System specifications -
Motherboard - ASUSTeK Pro WS WRX80E-SAGE SE WIFI
CPU - AMD Ryzen Threadripper PRO 3995WX 64-Cores
GPU - A100 and GTX 1080
PSU - ST1500-TI (ST1500-TI)
OS - Ubuntu 18.04
The GPU Connection is the same as listed in the A100 product brief page,
i.e. CPU 8-Pin to PCIe 8-Pin Power Adapter is used. both two PCLe 8-in is connected
This behavior was seen across the board, regardless of the method for driver installation.
Another observation was the fact that regardless of the approach, the fans for A100 were not showing up inside nvidia-smi however, upon physical inspection, the fans were indeed ramping up in speed.
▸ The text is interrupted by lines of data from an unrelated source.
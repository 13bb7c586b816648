//! Error types for wirecall-rpc

use thiserror::Error;

#[derive(Error, Debug, Clone, PartialEq, Eq)]
pub enum ProtocolError {
    #[error("Unknown protocol version: {0}")]
    UnknownVersion(String),
}

pub type Result<T> = std::result::Result<T, ProtocolError>;

/// Standard JSON-RPC 2.0 error codes.
///
/// Pre-2.0 dialects define no error-object shape, but servers in the wild
/// (bitcoind among them) tend to follow these anyway.
pub mod code {
    pub const PARSE_ERROR: i64 = -32700;
    pub const INVALID_REQUEST: i64 = -32600;
    pub const METHOD_NOT_FOUND: i64 = -32601;
    pub const INVALID_PARAMS: i64 = -32602;
    pub const INTERNAL_ERROR: i64 = -32603;
}
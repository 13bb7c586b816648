//! Wirecall RPC - JSON-RPC protocol definitions
//!
//! This crate defines:
//! - The protocol dialects (1.0, 1.1, 2.0) and their rules
//! - Request/response wire types
//! - Standard error codes

pub mod error;
pub mod types;
pub mod version;

pub use error::*;
pub use types::*;
pub use version::*;
//! Error types for wirecall-client

use serde_json::Value;
use thiserror::Error;

#[derive(Error, Debug)]
pub enum ClientError {
    #[error("Invalid endpoint: {0}")]
    InvalidEndpoint(#[from] url::ParseError),

    #[error("Serialization error: {0}")]
    Serialization(#[from] serde_json::Error),

    #[error("Transport error: {0}")]
    Transport(#[from] reqwest::Error),

    #[error("Malformed response: {0}")]
    MalformedResponse(String),

    /// The server reported an application-level error. The payload is the
    /// server's error object, verbatim, so callers can inspect code/data.
    #[error("{message}")]
    Rpc { message: String, payload: Value },
}

pub type Result<T> = std::result::Result<T, ClientError>;
//! Protocol dialect selection

use std::fmt;
use std::str::FromStr;

use crate::error::ProtocolError;

/// A JSON-RPC protocol dialect.
///
/// The three historical variants differ in which fields are required and in
/// how error objects are shaped. Ordering follows the numeric version, so
/// `version < ProtocolVersion::V2_0` selects the pre-2.0 behavior.
#[derive(Debug, Clone, Copy, Default, PartialEq, Eq, PartialOrd, Ord, Hash)]
pub enum ProtocolVersion {
    V1_0,
    V1_1,
    #[default]
    V2_0,
}

impl ProtocolVersion {
    /// Wire form of the `jsonrpc` field.
    pub fn as_str(&self) -> &'static str {
        match self {
            ProtocolVersion::V1_0 => "1.0",
            ProtocolVersion::V1_1 => "1.1",
            ProtocolVersion::V2_0 => "2.0",
        }
    }

    /// Numeric form, for comparing against whatever version string a server
    /// reports (which need not be one of the known dialects).
    pub fn as_f64(&self) -> f64 {
        match self {
            ProtocolVersion::V1_0 => 1.0,
            ProtocolVersion::V1_1 => 1.1,
            ProtocolVersion::V2_0 => 2.0,
        }
    }

    /// Whether `params` must be present in every request. Required by the
    /// pre-2.0 dialects; 2.0 allows the member to be omitted.
    pub fn requires_params(&self) -> bool {
        *self < ProtocolVersion::V2_0
    }
}

impl fmt::Display for ProtocolVersion {
    fn fmt(&self, f: &mut fmt::Formatter<'_>) -> fmt::Result {
        f.write_str(self.as_str())
    }
}

impl FromStr for ProtocolVersion {
    type Err = ProtocolError;

    fn from_str(s: &str) -> Result<Self, Self::Err> {
        match s.trim() {
            "1" | "1.0" => Ok(ProtocolVersion::V1_0),
            "1.1" => Ok(ProtocolVersion::V1_1),
            "2" | "2.0" => Ok(ProtocolVersion::V2_0),
            other => Err(ProtocolError::UnknownVersion(other.to_string())),
        }
    }
}

#[cfg(test)]
mod tests {
    use super::*;

    #[test]
    fn test_ordering_follows_numeric_version() {
        assert!(ProtocolVersion::V1_0 < ProtocolVersion::V1_1);
        assert!(ProtocolVersion::V1_1 < ProtocolVersion::V2_0);
        assert!(ProtocolVersion::V1_1.requires_params());
        assert!(!ProtocolVersion::V2_0.requires_params());
    }

    #[test]
    fn test_parse_and_display() {
        assert_eq!("1.1".parse::<ProtocolVersion>().unwrap(), ProtocolVersion::V1_1);
        assert_eq!("2".parse::<ProtocolVersion>().unwrap(), ProtocolVersion::V2_0);
        assert_eq!(ProtocolVersion::V1_0.to_string(), "1.0");
        assert!("3.0".parse::<ProtocolVersion>().is_err());
    }

    #[test]
    fn test_default_is_latest() {
        assert_eq!(ProtocolVersion::default(), ProtocolVersion::V2_0);
    }
}
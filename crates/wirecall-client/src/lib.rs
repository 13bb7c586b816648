//! Wirecall Client - JSON-RPC over HTTP
//!
//! This crate provides:
//! - A method-agnostic client: any method name is forwarded verbatim
//! - Dialect handling for JSON-RPC 1.0, 1.1 and 2.0
//! - Structured errors that keep the server's raw error payload inspectable

pub mod client;
pub mod error;

pub use client::*;
pub use error::*;
//! Request and response wire types

use serde::{Deserialize, Serialize};
use serde_json::Value;

use crate::version::ProtocolVersion;

/// A single JSON-RPC request, one per invocation.
#[derive(Debug, Clone, Serialize, Deserialize)]
pub struct Request {
    pub jsonrpc: String,
    pub method: String,
    pub id: u64,
    /// Positional arguments. `None` means the key is omitted from the body
    /// entirely, which is only legal under 2.0.
    #[serde(skip_serializing_if = "Option::is_none")]
    pub params: Option<Vec<Value>>,
}

impl Request {
    /// Build a request for the given dialect.
    ///
    /// Pre-2.0 dialects require `params` in every request, even when empty.
    /// Under 2.0 the member is included only when there are arguments.
    pub fn new(
        version: ProtocolVersion,
        method: impl Into<String>,
        id: u64,
        args: Vec<Value>,
    ) -> Self {
        let params = if version.requires_params() || !args.is_empty() {
            Some(args)
        } else {
            None
        };

        Self {
            jsonrpc: version.as_str().to_string(),
            method: method.into(),
            id,
            params,
        }
    }
}

/// A parsed JSON-RPC response body.
///
/// Every field is optional: pre-2.0 servers omit `jsonrpc`, and `error` /
/// `result` each appear only on their side of the outcome. A JSON `null`
/// collapses to `None`, so `"error": null` reads as no error.
#[derive(Debug, Clone, Serialize, Deserialize)]
pub struct Response {
    #[serde(default)]
    pub jsonrpc: Option<String>,
    /// Echo of the request id. Carried for inspection, never validated.
    #[serde(default)]
    pub id: Option<Value>,
    #[serde(default)]
    pub error: Option<Value>,
    #[serde(default)]
    pub result: Option<Value>,
}

#[cfg(test)]
mod tests {
    use super::*;
    use serde_json::json;

    #[test]
    fn test_params_always_present_before_2_0() {
        for version in [ProtocolVersion::V1_0, ProtocolVersion::V1_1] {
            let request = Request::new(version, "getaccount", 1, vec![]);
            let body = serde_json::to_value(&request).unwrap();
            assert_eq!(body["params"], json!([]));
            assert_eq!(body["jsonrpc"], json!(version.as_str()));
        }
    }

    #[test]
    fn test_params_omitted_under_2_0_without_args() {
        let request = Request::new(ProtocolVersion::V2_0, "ping", 1, vec![]);
        let body = serde_json::to_value(&request).unwrap();
        assert!(body.as_object().unwrap().get("params").is_none());
    }

    #[test]
    fn test_params_included_under_2_0_with_args() {
        let request = Request::new(ProtocolVersion::V2_0, "sum", 7, vec![json!(1), json!(2)]);
        let body = serde_json::to_value(&request).unwrap();
        assert_eq!(body["params"], json!([1, 2]));
        assert_eq!(body["id"], json!(7));
    }

    #[test]
    fn test_response_null_error_reads_as_absent() {
        let response: Response =
            serde_json::from_value(json!({"id": 1, "error": null, "result": "ok"})).unwrap();
        assert!(response.error.is_none());
        assert!(response.jsonrpc.is_none());
        assert_eq!(response.result, Some(json!("ok")));
    }

    #[test]
    fn test_response_must_be_an_object() {
        assert!(serde_json::from_str::<Response>("[1, 2, 3]").is_err());
        assert!(serde_json::from_str::<Response>("not json").is_err());
    }
}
Have you found any resolution? I have very similar setup (same MoBo, CPU, Ubuntu 20). A100 came as passive cooled heat sink. Open air and forced air it still climbs to 95 and crashes.
I did find in the BIOS that the 95 degree crash is a setting in there. You can adjust the levels and read the logs of the hardware in there.
I’m at a loss. Under zero load it keeps heating up. Considering liquid cooled at this point.
thank you for looking into this. Are there extra cooling steps that need to be taken for this card? I noticed that mine is passive/conductive cooling, but there are no visible large fans. I have plenty of airflow in the case, and have since tried with all sides open the case to allow heat dissipation. Under zero load this morning, the card is taking longer to heat up but has still climbed from an idle 33 degrees C to 84 degrees C in 20 minutes. Shutting down now to preserve the device.
A100 cards are built for special servers, not workstations. They don’t have fans but they need to be cooled by extra fans in the server rack.
If you want to run them in workstations, you’ll have to use add-on fans, something like this:
I am learning that you are quite right wrt the workstation and airflow. I honestly had thought the amount of airflow in the case would have been sufficient, but that is not the case. I have found a bracket similar to what you posted a link for. I have to invert it (slope the other direction) to meet my system design, but I am hopeful this will work.
On a related note, I did take a basic Noctua 80mm case fan I had laying around, plugged it in, and just pushed it within an inch of the card, blowing air directly down the cooling fans. It has maintained 54 degrees C for hours before putting it under load. Once we put it under load, it shot back up in temp. We noted that the Wattage use once in the 80s C was only at 90W. Not sure if this is thermal throtteling or not (heavy computation load using all 6912 cores should have probably used up more than that). Cooling it back down now to assess if same code runs more power at lower temps. Regardless, it does show that this is purely an airflow / thermal issue so far.
Since the A100 are 250/300W boards, they need a lot of air forced through them.
When done right, with nvidia-persistenced running and while idle they should be well under 30°C. Furthermore, since HBM is sensitive to high temperatures, they shouldn’t reach 80°C, otherwise they’re throttling.